Problem ::
Reply with one number only: the count of lines below that contain the word "Returns".

(Collected data entries)
⁂

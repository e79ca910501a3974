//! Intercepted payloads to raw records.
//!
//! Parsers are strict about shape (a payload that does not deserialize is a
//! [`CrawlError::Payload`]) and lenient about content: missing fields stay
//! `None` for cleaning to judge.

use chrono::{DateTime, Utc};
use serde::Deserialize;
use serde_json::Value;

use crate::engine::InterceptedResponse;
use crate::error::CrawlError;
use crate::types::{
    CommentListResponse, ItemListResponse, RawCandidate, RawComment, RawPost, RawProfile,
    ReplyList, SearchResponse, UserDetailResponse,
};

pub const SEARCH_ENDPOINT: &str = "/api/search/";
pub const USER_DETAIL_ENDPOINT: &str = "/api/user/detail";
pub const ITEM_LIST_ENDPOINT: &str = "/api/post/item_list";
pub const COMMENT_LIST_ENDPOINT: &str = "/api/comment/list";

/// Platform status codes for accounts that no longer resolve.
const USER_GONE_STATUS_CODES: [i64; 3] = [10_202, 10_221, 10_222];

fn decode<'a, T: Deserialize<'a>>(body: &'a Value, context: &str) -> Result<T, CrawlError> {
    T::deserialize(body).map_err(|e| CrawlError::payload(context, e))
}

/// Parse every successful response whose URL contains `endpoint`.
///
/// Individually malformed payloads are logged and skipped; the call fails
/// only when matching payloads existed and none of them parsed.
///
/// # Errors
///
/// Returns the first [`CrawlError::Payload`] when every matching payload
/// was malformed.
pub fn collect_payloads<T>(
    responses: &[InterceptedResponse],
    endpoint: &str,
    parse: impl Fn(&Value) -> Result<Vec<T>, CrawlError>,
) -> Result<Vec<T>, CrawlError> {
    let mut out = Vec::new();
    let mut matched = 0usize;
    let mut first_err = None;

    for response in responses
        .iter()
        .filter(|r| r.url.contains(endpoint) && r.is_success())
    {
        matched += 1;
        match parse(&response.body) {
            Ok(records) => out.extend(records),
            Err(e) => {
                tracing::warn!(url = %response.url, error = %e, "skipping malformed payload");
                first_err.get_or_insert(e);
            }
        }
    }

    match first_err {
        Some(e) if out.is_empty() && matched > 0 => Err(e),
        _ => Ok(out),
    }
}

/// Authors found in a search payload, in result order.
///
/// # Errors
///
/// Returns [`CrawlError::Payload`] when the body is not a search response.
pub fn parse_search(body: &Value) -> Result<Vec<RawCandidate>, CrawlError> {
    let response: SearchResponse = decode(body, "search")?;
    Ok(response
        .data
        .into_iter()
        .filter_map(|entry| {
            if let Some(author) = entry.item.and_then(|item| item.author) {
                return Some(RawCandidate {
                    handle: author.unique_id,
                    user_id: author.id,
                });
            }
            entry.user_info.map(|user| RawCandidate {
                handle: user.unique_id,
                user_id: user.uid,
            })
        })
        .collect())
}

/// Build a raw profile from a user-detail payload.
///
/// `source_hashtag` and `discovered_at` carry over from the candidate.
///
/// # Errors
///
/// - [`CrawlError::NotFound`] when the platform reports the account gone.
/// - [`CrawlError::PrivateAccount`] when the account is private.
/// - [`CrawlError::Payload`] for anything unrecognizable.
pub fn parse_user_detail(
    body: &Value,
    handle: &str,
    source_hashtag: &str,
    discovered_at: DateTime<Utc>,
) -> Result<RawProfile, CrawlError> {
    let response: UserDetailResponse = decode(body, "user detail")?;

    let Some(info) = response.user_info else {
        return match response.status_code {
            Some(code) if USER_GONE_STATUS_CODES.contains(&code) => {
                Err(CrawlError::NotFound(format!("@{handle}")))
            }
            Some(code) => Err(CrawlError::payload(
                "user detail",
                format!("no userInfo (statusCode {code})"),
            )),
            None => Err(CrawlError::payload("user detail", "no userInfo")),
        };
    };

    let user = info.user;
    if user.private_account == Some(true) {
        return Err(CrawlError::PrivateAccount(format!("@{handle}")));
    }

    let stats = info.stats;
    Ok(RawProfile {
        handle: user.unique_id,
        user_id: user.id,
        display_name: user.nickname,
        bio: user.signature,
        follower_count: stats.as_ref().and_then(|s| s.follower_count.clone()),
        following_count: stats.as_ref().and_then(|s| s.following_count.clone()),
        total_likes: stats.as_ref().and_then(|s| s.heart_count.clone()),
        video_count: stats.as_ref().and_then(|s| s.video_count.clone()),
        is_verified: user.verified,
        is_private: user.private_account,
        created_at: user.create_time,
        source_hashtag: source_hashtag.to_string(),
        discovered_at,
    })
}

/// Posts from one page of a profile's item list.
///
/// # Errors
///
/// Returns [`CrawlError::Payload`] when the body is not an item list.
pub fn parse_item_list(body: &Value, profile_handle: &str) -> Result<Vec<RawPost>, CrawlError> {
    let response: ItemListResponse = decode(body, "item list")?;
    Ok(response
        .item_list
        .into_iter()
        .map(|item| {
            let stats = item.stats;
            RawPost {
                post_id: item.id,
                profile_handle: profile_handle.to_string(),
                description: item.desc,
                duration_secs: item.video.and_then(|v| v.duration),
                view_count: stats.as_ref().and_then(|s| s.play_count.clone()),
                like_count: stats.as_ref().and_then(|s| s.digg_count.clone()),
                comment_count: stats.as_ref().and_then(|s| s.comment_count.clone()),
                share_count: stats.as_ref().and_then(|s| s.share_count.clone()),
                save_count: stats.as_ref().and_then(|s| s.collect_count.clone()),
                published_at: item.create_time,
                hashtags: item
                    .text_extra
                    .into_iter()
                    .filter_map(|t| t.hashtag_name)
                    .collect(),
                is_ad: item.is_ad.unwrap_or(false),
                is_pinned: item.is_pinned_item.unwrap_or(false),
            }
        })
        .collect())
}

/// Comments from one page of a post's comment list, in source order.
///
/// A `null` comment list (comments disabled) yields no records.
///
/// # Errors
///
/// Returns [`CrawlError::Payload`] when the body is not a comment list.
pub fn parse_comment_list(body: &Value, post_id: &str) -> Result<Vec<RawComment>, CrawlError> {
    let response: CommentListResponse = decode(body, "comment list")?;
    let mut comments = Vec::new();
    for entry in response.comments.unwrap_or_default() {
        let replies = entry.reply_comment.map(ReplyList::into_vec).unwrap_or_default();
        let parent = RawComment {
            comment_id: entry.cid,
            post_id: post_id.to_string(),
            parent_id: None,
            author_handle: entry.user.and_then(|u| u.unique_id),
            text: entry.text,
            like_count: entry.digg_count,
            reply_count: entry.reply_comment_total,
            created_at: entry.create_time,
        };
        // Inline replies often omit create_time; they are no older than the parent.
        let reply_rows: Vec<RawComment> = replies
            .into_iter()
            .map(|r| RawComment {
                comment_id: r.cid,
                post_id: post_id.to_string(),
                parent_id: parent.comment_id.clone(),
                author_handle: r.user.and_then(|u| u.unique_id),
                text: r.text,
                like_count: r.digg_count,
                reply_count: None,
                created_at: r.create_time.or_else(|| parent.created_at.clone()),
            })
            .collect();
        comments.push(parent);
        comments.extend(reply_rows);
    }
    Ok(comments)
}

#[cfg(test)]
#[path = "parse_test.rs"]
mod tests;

⁂

Task output ::
4